Nadie bien pensado duda de las buenas intenciones que, internamente, movieron a cada uno de los actuales miembros del gobierno municipal a participar en la vida política ourensana. Sin embargo, los acontecimientos han podido más que los deseos de hacer una buena gestión y el ejecutivo se ha visto obligado a responder, día sí y día también, a las constantes críticas de la oposición, que muchas veces han acabado en los juzgados. La Pokémon lo revolvió todo y las zancadillas que está poniéndole a cada paso al alcalde, el socialista Agustín Fernández, llegan incluso desde sus propias filas. Con el apoyo real de solo 5 de los 27 concejales que tiene la corporación, lo normal sería que el regidor no fuera capaz de llegar en el cargo hasta las elecciones del año 2015. Sin embargo, nadie quiere ponerse al mando de un barco que va a la deriva.

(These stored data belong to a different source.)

//! Integration tests for the sqlforge-sqlite crate.

use std::path::Path;

use rusqlite::Connection;
use rusqlite::types::Value;
use sqlforge_core::{
    CheckConstraint, ColumnGroup, ColumnValue, ForeignKey, PrimaryKey, SqlType, TableDeclaration,
    Verb, compile_table, select_columns,
};
use sqlforge_db::{ArtifactStore, DeclarationCatalog, MANIFEST_FILE};
use sqlforge_sqlite::{
    BackupCoordinator, BackupOperation, Connector, Migration, SqliteError, StatementRunner,
    backup_log_declaration, table_exists,
};

// ---------------------------------------------------------------------------
// Helpers
// ---------------------------------------------------------------------------

fn widget() -> TableDeclaration {
    TableDeclaration::new("WIDGET")
        .column("id", "")
        .column("label", "")
        .column("active", true)
        .primary_key(PrimaryKey::new("id"))
}

fn ship() -> TableDeclaration {
    TableDeclaration::new("SHIP")
        .column("id", "")
        .column("kind", "scout")
        .column("pos", "")
        .column("hull", 1.0)
        .primary_key(PrimaryKey::new("id"))
        .check(CheckConstraint::new("kind", ["scout", "hauler"]))
        .group(ColumnGroup::new("pos").field("x", 0.0).field("y", 0.0))
        .order_by("id")
}

fn cargo() -> TableDeclaration {
    TableDeclaration::new("CARGO")
        .column("id", "")
        .column("ship", "")
        .column("mass", 0)
        .primary_key(PrimaryKey::new("id"))
        .foreign_key(ForeignKey::new("ship", "SHIP", "id"))
}

fn setup(dir: &Path, tables: Vec<TableDeclaration>) -> Migration {
    let catalog = DeclarationCatalog::from_declarations(tables).unwrap();
    let runner = StatementRunner::new(
        Connector::new(dir.join("store.db")),
        ArtifactStore::new(dir.join("artifacts/ddl"), dir.join("artifacts/dml")),
    );
    let migration = Migration::new(catalog, runner, dir.join("artifacts").join(MANIFEST_FILE));
    migration.compile().unwrap();
    migration.up().unwrap();
    migration
}

fn tables_in(path: &Path) -> Vec<String> {
    let conn = Connection::open(path).unwrap();
    let mut stmt = conn
        .prepare("SELECT name FROM sqlite_master WHERE type='table' ORDER BY name")
        .unwrap();
    stmt.query_map([], |row| row.get(0))
        .unwrap()
        .collect::<Result<Vec<String>, _>>()
        .unwrap()
}

// ---------------------------------------------------------------------------
// Compilation properties
// ---------------------------------------------------------------------------

#[test]
fn test_widget_create_statement() {
    let compiled = compile_table(&widget()).unwrap();
    assert_eq!(
        compiled.artifact(Verb::Create).unwrap().sql,
        "CREATE TABLE IF NOT EXISTS WIDGET (id TEXT DEFAULT '', label TEXT DEFAULT '', \
         active BOOLEAN DEFAULT 1, PRIMARY KEY (id));"
    );
}

#[test]
fn test_column_order_agrees_across_artifacts() {
    for table in [widget(), ship(), cargo(), backup_log_declaration("BACKUP_LOG")] {
        let compiled = compile_table(&table).unwrap();
        let order = &compiled.columns;

        let insert = &compiled.artifact(Verb::Insert).unwrap().sql;
        assert!(insert.contains(&format!("({})", order.join(", "))), "{insert}");

        for verb in [Verb::SelectAll, Verb::SelectByPk] {
            let sql = &compiled.artifact(verb).unwrap().sql;
            assert_eq!(&select_columns(sql).unwrap(), order);
        }

        let key = compiled.primary_key.as_deref().unwrap();
        let set: Vec<String> = order
            .iter()
            .filter(|c| c.as_str() != key)
            .map(|c| format!("{c}=?"))
            .collect();
        let update = &compiled.artifact(Verb::Update).unwrap().sql;
        assert!(update.contains(&format!("SET {} WHERE", set.join(", "))), "{update}");
    }
}

// ---------------------------------------------------------------------------
// Statement runner
// ---------------------------------------------------------------------------

#[test]
fn test_widget_round_trip() {
    let dir = tempfile::tempdir().unwrap();
    let migration = setup(dir.path(), vec![widget()]);
    let runner = migration.runner();

    runner
        .run_insert("WIDGET", &["w1".into(), "Button".into(), false.into()])
        .unwrap();
    let result = runner
        .run_select_by_key("WIDGET", &ColumnValue::text("w1"))
        .unwrap();

    assert_eq!(result.column_names().collect::<Vec<_>>(), vec!["id", "label", "active"]);
    assert_eq!(result.get("id").unwrap(), &[Value::Text("w1".into())]);
    assert_eq!(result.get("label").unwrap(), &[Value::Text("Button".into())]);
    assert_eq!(result.get("active").unwrap(), &[Value::Integer(0)]);
    assert_eq!(
        serde_json::to_value(&result).unwrap(),
        serde_json::json!({"id": ["w1"], "label": ["Button"], "active": [0]})
    );
}

#[test]
fn test_grouped_columns_round_trip() {
    let dir = tempfile::tempdir().unwrap();
    let migration = setup(dir.path(), vec![ship()]);
    let runner = migration.runner();

    for (id, x) in [("s2", 3.5), ("s1", -1.5)] {
        runner
            .run_insert(
                "SHIP",
                &[id.into(), "hauler".into(), x.into(), 2.5.into(), 0.75.into()],
            )
            .unwrap();
    }

    let all = runner.run_select_all("SHIP").unwrap();
    assert_eq!(
        all.column_names().collect::<Vec<_>>(),
        vec!["id", "kind", "pos_x", "pos_y", "hull"]
    );
    assert_eq!(
        all.get("id").unwrap(),
        &[Value::Text("s1".into()), Value::Text("s2".into())]
    );
    assert_eq!(all.get("pos_x").unwrap(), &[Value::Real(-1.5), Value::Real(3.5)]);
}

#[test]
fn test_empty_select_keeps_every_column() {
    let dir = tempfile::tempdir().unwrap();
    let migration = setup(dir.path(), vec![ship()]);

    let all = migration.runner().run_select_all("SHIP").unwrap();
    assert_eq!(all.column_count(), 5);
    assert!(all.iter().all(|(_, values)| values.is_empty()));

    let none = migration
        .runner()
        .run_select_by_key("SHIP", &ColumnValue::text("missing"))
        .unwrap();
    assert_eq!(
        none.column_names().collect::<Vec<_>>(),
        vec!["id", "kind", "pos_x", "pos_y", "hull"]
    );
    assert_eq!(none.row_count(), 0);
}

#[test]
fn test_update_passes_key_last() {
    let dir = tempfile::tempdir().unwrap();
    let migration = setup(dir.path(), vec![widget()]);
    let runner = migration.runner();
    let key = ColumnValue::text("w1");

    runner
        .run_insert("WIDGET", &["w1".into(), "Button".into(), false.into()])
        .unwrap();
    runner
        .run_update("WIDGET", &key, &["Slider".into(), true.into()])
        .unwrap();

    let result = runner.run_select_by_key("WIDGET", &key).unwrap();
    assert_eq!(result.get("label").unwrap(), &[Value::Text("Slider".into())]);
    assert_eq!(result.get("active").unwrap(), &[Value::Integer(1)]);
}

#[test]
fn test_foreign_key_violation_and_cascade() {
    let dir = tempfile::tempdir().unwrap();
    let migration = setup(dir.path(), vec![ship(), cargo()]);
    let runner = migration.runner();

    let err = runner
        .run_insert("CARGO", &["c1".into(), "nowhere".into(), 5.into()])
        .unwrap_err();
    assert!(matches!(err, SqliteError::ConstraintViolation { ref table, .. } if table == "CARGO"));

    runner
        .run_insert(
            "SHIP",
            &["s1".into(), "scout".into(), 0.0.into(), 0.0.into(), 1.0.into()],
        )
        .unwrap();
    runner
        .run_insert("CARGO", &["c1".into(), "s1".into(), 5.into()])
        .unwrap();
    runner.run_delete("SHIP", &ColumnValue::text("s1")).unwrap();
    assert!(runner.run_select_all("CARGO").unwrap().is_empty());
}

#[test]
fn test_check_violation() {
    let dir = tempfile::tempdir().unwrap();
    let migration = setup(dir.path(), vec![ship()]);
    let err = migration
        .runner()
        .run_insert(
            "SHIP",
            &["s1".into(), "cruiser".into(), 0.0.into(), 0.0.into(), 1.0.into()],
        )
        .unwrap_err();
    assert!(matches!(err, SqliteError::ConstraintViolation { .. }));
}

#[test]
fn test_keyless_table_has_no_keyed_artifacts() {
    let dir = tempfile::tempdir().unwrap();
    let log = TableDeclaration::new("EVENTS").column("at", "").column("message", "");
    let migration = setup(dir.path(), vec![log]);
    let runner = migration.runner();

    runner
        .run_insert("EVENTS", &["t0".into(), "boot".into()])
        .unwrap();
    assert_eq!(runner.run_select_all("EVENTS").unwrap().row_count(), 1);

    let err = runner
        .run_delete("EVENTS", &ColumnValue::text("t0"))
        .unwrap_err();
    assert!(matches!(err, SqliteError::EmptyArtifact(name) if name == "DELETE_EVENTS"));
}

#[test]
fn test_hinted_key_with_text_default_creates_and_round_trips() {
    let dir = tempfile::tempdir().unwrap();
    let item = TableDeclaration::new("ITEM")
        .column("id", "")
        .column("label", "it's new")
        .primary_key(PrimaryKey::new("id").with_type(SqlType::Integer));
    let migration = setup(dir.path(), vec![item]);
    assert!(tables_in(&dir.path().join("store.db")).contains(&"ITEM".to_string()));

    let runner = migration.runner();
    runner.run_insert("ITEM", &[7.into(), "crate".into()]).unwrap();
    let result = runner
        .run_select_by_key("ITEM", &ColumnValue::Integer(7))
        .unwrap();
    assert_eq!(result.get("id").unwrap(), &[Value::Integer(7)]);
    assert_eq!(result.get("label").unwrap(), &[Value::Text("crate".into())]);
}

// ---------------------------------------------------------------------------
// DDL batches
// ---------------------------------------------------------------------------

#[test]
fn test_failed_batch_leaves_no_effects() {
    let dir = tempfile::tempdir().unwrap();
    let store = ArtifactStore::new(dir.path().join("ddl"), dir.path().join("dml"));
    for table in [
        TableDeclaration::new("FIRST").column("id", ""),
        TableDeclaration::new("THIRD").column("id", ""),
    ] {
        store.persist_table(&compile_table(&table).unwrap()).unwrap();
    }
    std::fs::write(
        store.path_for(Verb::Create, "SECOND"),
        "CREATE TABLE IF NOT EXISTS SECOND (id TEXT DEFAULT '',;",
    )
    .unwrap();

    let db = dir.path().join("store.db");
    let runner = StatementRunner::new(Connector::new(&db), store);
    let err = runner
        .run_ddl_batch(&["CREATE_FIRST", "CREATE_SECOND", "CREATE_THIRD"], false)
        .unwrap_err();

    assert!(
        matches!(err, SqliteError::TransactionFailure { ref statement, .. } if statement == "CREATE_SECOND")
    );
    assert!(tables_in(&db).is_empty());

    let report = runner
        .run_ddl_batch(&["CREATE_FIRST", "CREATE_THIRD"], false)
        .unwrap();
    assert_eq!(report.len(), 2);
    assert_eq!(tables_in(&db), vec!["FIRST", "THIRD"]);
}

// ---------------------------------------------------------------------------
// Backup, archive and restore
// ---------------------------------------------------------------------------

#[test]
fn test_backup_without_log_table_still_copies() {
    let dir = tempfile::tempdir().unwrap();
    let migration = setup(dir.path(), vec![widget()]);
    migration
        .runner()
        .run_insert("WIDGET", &["w1".into(), "Button".into(), false.into()])
        .unwrap();

    let src = dir.path().join("store.db");
    let dst = dir.path().join("store.db.bak");
    let outcome = BackupCoordinator::new("BACKUP_LOG", "test")
        .backup(&src, &dst)
        .unwrap();

    assert!(!outcome.logged);
    assert_eq!(outcome.record.operation, BackupOperation::Backup);
    assert_eq!(std::fs::read(&src).unwrap(), std::fs::read(&dst).unwrap());
    assert_eq!(outcome.bytes_copied, std::fs::metadata(&dst).unwrap().len());
}

#[test]
fn test_backup_with_log_table_records_row() {
    let dir = tempfile::tempdir().unwrap();
    setup(dir.path(), vec![widget(), backup_log_declaration("BACKUP_LOG")]);

    let src = dir.path().join("store.db");
    let dst = dir.path().join("backups/store.db.bak");
    let backups = BackupCoordinator::new("BACKUP_LOG", "nightly");
    let outcome = backups.backup(&src, &dst).unwrap();

    assert!(outcome.logged);
    assert_eq!(std::fs::read(&src).unwrap(), std::fs::read(&dst).unwrap());

    let history = backups.history(&src).unwrap();
    assert_eq!(history.len(), 1);
    assert_eq!(history[0], outcome.record);
    assert_eq!(history[0].label, "nightly");
    assert_eq!(history[0].operation, BackupOperation::Backup);

    // The copy was taken after logging, so the backup carries the row too.
    assert_eq!(backups.history(&dst).unwrap().len(), 1);
}

#[test]
fn test_archives_are_distinct() {
    let dir = tempfile::tempdir().unwrap();
    setup(dir.path(), vec![backup_log_declaration("BACKUP_LOG")]);

    let src = dir.path().join("store.db");
    let backups =
        BackupCoordinator::new("BACKUP_LOG", "test").with_archive_dir(dir.path().join("archive"));
    let first = backups.archive(&src).unwrap();
    let second = backups.archive(&src).unwrap();

    assert_ne!(first.record.destination, second.record.destination);
    assert!(Path::new(&first.record.destination).is_file());
    assert!(Path::new(&second.record.destination).is_file());
    assert_eq!(backups.history(&src).unwrap().len(), 2);
}

#[test]
fn test_restore_replaces_main_and_logs_into_it() {
    let dir = tempfile::tempdir().unwrap();
    let migration = setup(dir.path(), vec![widget(), backup_log_declaration("BACKUP_LOG")]);
    let runner = migration.runner();
    let main = dir.path().join("store.db");
    let bak = dir.path().join("store.db.bak");
    let backups = BackupCoordinator::new("BACKUP_LOG", "test");

    runner
        .run_insert("WIDGET", &["w1".into(), "Button".into(), false.into()])
        .unwrap();
    backups.backup(&main, &bak).unwrap();
    runner.run_delete("WIDGET", &ColumnValue::text("w1")).unwrap();
    assert!(runner.run_select_all("WIDGET").unwrap().is_empty());

    let outcome = backups.restore(&bak, &main).unwrap();
    assert!(outcome.logged);
    assert_eq!(runner.run_select_all("WIDGET").unwrap().row_count(), 1);

    let operations: Vec<_> = backups
        .history(&main)
        .unwrap()
        .into_iter()
        .map(|r| r.operation)
        .collect();
    assert_eq!(operations, vec![BackupOperation::Backup, BackupOperation::Restore]);
}

#[test]
fn test_restore_from_missing_backup_leaves_main() {
    let dir = tempfile::tempdir().unwrap();
    setup(dir.path(), vec![widget()]);
    let main = dir.path().join("store.db");
    let before = std::fs::read(&main).unwrap();

    let err = BackupCoordinator::new("BACKUP_LOG", "test")
        .restore(dir.path().join("absent.bak"), &main)
        .unwrap_err();
    assert!(matches!(err, SqliteError::CopyFailure { .. }));
    assert_eq!(std::fs::read(&main).unwrap(), before);

    let conn = Connection::open(&main).unwrap();
    assert!(table_exists(&conn, "WIDGET").unwrap());
}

Descartada por PP y BNG una moción de censura -ambos movidos por intereses electoralistas y no por los de la ciudad- solo queda esperar a que la nave no encalle y llegue sin demasiados daños a los próximos comicios. Es de desear que para entonces los grandes partidos hayan encontrado líderes creíbles ya que, además de potenciar de verdad el termalismo, abrir la Casa da Mocidade, poner en marcha un plan de empleo efectivo, aprobar unos presupuestos o terminar con la eterna promesa del PXOM, lo que necesita Ourense es, precisamente, políticos capaces de agarrar con fuerza el timón y poner a la tripulación a trabajar en beneficio de todos.
Parece claro que los actuales «líderes» de PP y PSOE no reúnen ese perfil. Eso es, al menos, lo que opinan los ourensanos consultados por Sondaxe para el barómetro realizado para la edición de La Voz de Galicia en esta provincia. Incluso los votantes populares y socialistas creen que sus respectivos líderes deben cambiar. El desencanto de unos y otros es evidente y, en medio del temporal, la pesca es para el populismo sin discurso. Sin darse cuenta, entregados a la inercia del paso del tiempo, a la espera de las elecciones, le están haciendo la campaña a Democracia Ourensana. Visto lo visto, no les hará falta ni pegar carteles. Los últimos acontecimientos han conseguido que quienes llegaron a la corporación con el cartel de frikis parezcan ahora los más normales. Eso es algo que los responsables de los grandes partidos deberían hacerse mirar.